Segment Open
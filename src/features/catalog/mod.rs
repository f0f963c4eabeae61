//! Storefront catalog: products, brands and offers.
//!
//! Everything served here honours the `is_active` flag of the row itself and, for
//! products, the effective visibility of the owning category.
//!
//! ## Endpoints
//!
//! | Method | Endpoint | Auth | Description |
//! |--------|----------|------|-------------|
//! | GET | `/api/products` | No | Paginated products in visible categories |
//! | GET | `/api/products/{slug}` | No | Product detail |
//! | GET | `/api/brands` | No | Active brands |
//! | GET | `/api/offers` | No | Live offers |

pub mod dtos;
pub mod handlers;
pub mod models;
pub mod repository;
pub mod routes;
pub mod services;

pub use repository::{CatalogRepository, PgCatalogRepository};
pub use services::CatalogService;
Segment Closed
In this exercise, copy only the lines from the opening line of the material through the line where "visible categories |" appears.

filename src/features/catalog/mod.rs
repository f0f963c4eabeae61
//! Storefront catalog: products, brands and offers.
//!
//! Everything served here honours the `is_active` flag of the row itself and, for
//! products, the effective visibility of the owning category.
//!
//! ## Endpoints
//!
//! | Method | Endpoint | Auth | Description |
//! |--------|----------|------|-------------|
//! | GET | `/api/products` | No | Paginated products in visible categories |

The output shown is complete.